A Soybean Seed Urease-Null Produces Urease in Cell Culture

Abstract
Itachi, a soybean (Glycine max [L.] Merr.) variety with 0.2% normal seed urease activity, was recovered from a screen of 6,000 entries in the United States Department of Agriculture soybean germplasm collection. No urease antigen in Itachi seed extracts was detected by double diffusion or by rocket immunoelectrophoresis. Native gels stained for protein or ureolytic activity revealed no detectable urease holoenzyme. An anti-urease antibody affinity column was used to remove all detectable urease activity and antigen from `wild type' (cv.
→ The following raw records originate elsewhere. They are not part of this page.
use crate::config::{DATE_FORMAT, TIME_FORMAT};
use crate::reminder::{Reminder, ReminderDraft};
use crate::scheduler::{TickReport, Transition};
use crate::storage::DueWindow;
use clap::{Args, Parser, Subcommand, ValueEnum};

#[derive(Parser)]
#[command(name = "myco-reminders")]
#[command(about = "Recurring reminders for mushroom cultivation work")]
pub struct Cli {
    #[command(subcommand)]
    pub command: Command,
}

#[derive(Subcommand)]
pub enum Command {
    /// Add a new reminder
    Add(AddArgs),

    /// List pending (or completed) reminders
    List {
        /// Show completed reminders instead of pending ones
        #[arg(long)]
        completed: bool,

        /// Only reminders scheduled in this window
        #[arg(long, value_enum, default_value_t = WindowArg::All)]
        window: WindowArg,
    },

    /// Mark a pending reminder as complete
    Complete { id: i64 },

    /// Delete a reminder
    Delete { id: i64 },

    /// Fire everything that is due right now, then exit
    Check,

    /// Keep checking for due reminders until interrupted
    Run,
}

#[derive(Args)]
pub struct AddArgs {
    /// What needs doing, e.g. "Shake jar GJ-0001"
    #[arg(long)]
    pub task: String,

    /// Due date (YYYY-MM-DD)
    #[arg(long)]
    pub date: String,

    /// Due time (HH:MM)
    #[arg(long)]
    pub time: String,

    /// None, Daily, Weekly or Monthly
    #[arg(long, default_value = "None")]
    pub recurrence: String,

    /// Days, weeks or months between occurrences
    #[arg(long, default_value = "1")]
    pub interval: String,

    /// Last date the series may run to (YYYY-MM-DD)
    #[arg(long)]
    pub until: Option<String>,

    /// High, Medium or Low
    #[arg(long, default_value = "Medium")]
    pub priority: String,

    #[arg(long)]
    pub category: Option<String>,

    #[arg(long)]
    pub notes: Option<String>,

    /// Also email this address when the reminder fires
    #[arg(long)]
    pub email: Option<String>,

    /// Sound file to play when the reminder fires
    #[arg(long)]
    pub sound: Option<String>,
}

impl From<AddArgs> for ReminderDraft {
    fn from(args: AddArgs) -> Self {
        ReminderDraft {
            task: args.task,
            date: args.date,
            time: args.time,
            recurrence: args.recurrence,
            interval: args.interval,
            end_date: args.until.unwrap_or_default(),
            priority: args.priority,
            category: args.category.unwrap_or_default(),
            notes: args.notes.unwrap_or_default(),
            send_email: args.email.is_some(),
            email_address: args.email.unwrap_or_default(),
            sound_file: args.sound.unwrap_or_default(),
        }
    }
}

#[derive(Clone, Copy, Debug, PartialEq, Eq, ValueEnum)]
pub enum WindowArg {
    All,
    Today,
    ThisWeek,
    NextWeek,
}

impl From<WindowArg> for DueWindow {
    fn from(arg: WindowArg) -> Self {
        match arg {
            WindowArg::All => DueWindow::All,
            WindowArg::Today => DueWindow::Today,
            WindowArg::ThisWeek => DueWindow::ThisWeek,
            WindowArg::NextWeek => DueWindow::NextWeek,
        }
    }
}

pub fn format_row(reminder: &Reminder) -> String {
    let mut row = format!(
        "#{:<4} {} {}  {:<6}  {}  [{}]",
        reminder.id,
        reminder.scheduled_date.format(DATE_FORMAT),
        reminder.scheduled_time.format(TIME_FORMAT),
        reminder.priority.to_string(),
        reminder.task,
        reminder.recurrence_description()
    );
    if let Some(category) = &reminder.category {
        row.push_str(&format!("  ({})", category));
    }
    row
}

pub fn print_report(report: &TickReport) {
    if report.is_empty() {
        println!("No reminders due.");
        return;
    }

    for firing in &report.fired {
        let outcome = match firing.transition {
            Transition::Completed => "completed".to_string(),
            Transition::SeriesEnded => "series finished".to_string(),
            Transition::Rescheduled(date) => format!("next on {}", date.format(DATE_FORMAT)),
        };
        println!("#{} {}: {}", firing.id, firing.task, outcome);
    }

    for (firing, channel, error) in report.delivery_failures() {
        eprintln!("#{} {}: {} not delivered: {}", firing.id, firing.task, channel, error);
    }

    for (id, error) in &report.store_failures {
        eprintln!("#{}: not saved, will retry: {}", id, error);
    }
}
Prize) seed extracts. Affinity column effluent and nonchromatographed Itachi extracts both lack a species which comigrates with purified urease subunits in sodium dodecylsulfate polyacrylamide gels. Inability to detect urease antigen or urease protein suggests that during development of Itachi seeds there is no synthesis of urease protein or that, at most, its synthesis is 0.2% of wild type (Prize). No urease activity or only traces of urease activity were detected in cotyledons of developing or germinating Itachi seeds. In contrast, callus cultures induced from cotyledon, shoot tip, root, or root tip tissues of Itachi seedlings exhibited ureolytic activity equivalent to that of Prize cultures. Shoot tip cultures of both Prize and Itachi grew with urea as sole nitrogen source. Most or all of the ureolytic activity in crude extracts of Prize and Itachi suspension culture cells is seed-like urease in thermal stability, recognition by antibodies to the seed enzyme, hydroxyurea sensitivity, and nickel requirement for synthesis. It has been reported previously (Polacco, Havir 1979 J Biol Chem 254: 1707-1715; Polacco, Sparks, Jr, Havir 1979 Genet Eng 1: 241-259) that partially purified cell culture urease is identical to seed urease by immunological and electrophoretic criteria. These results suggest that urease is under different developmental controls in the seed and in cell culture. In both Prize and Itachi cultures, utilization of the ureide allantoin, unlike that of urea, is not dependent on nickel. This suggests that ureide catabolism does not require urease.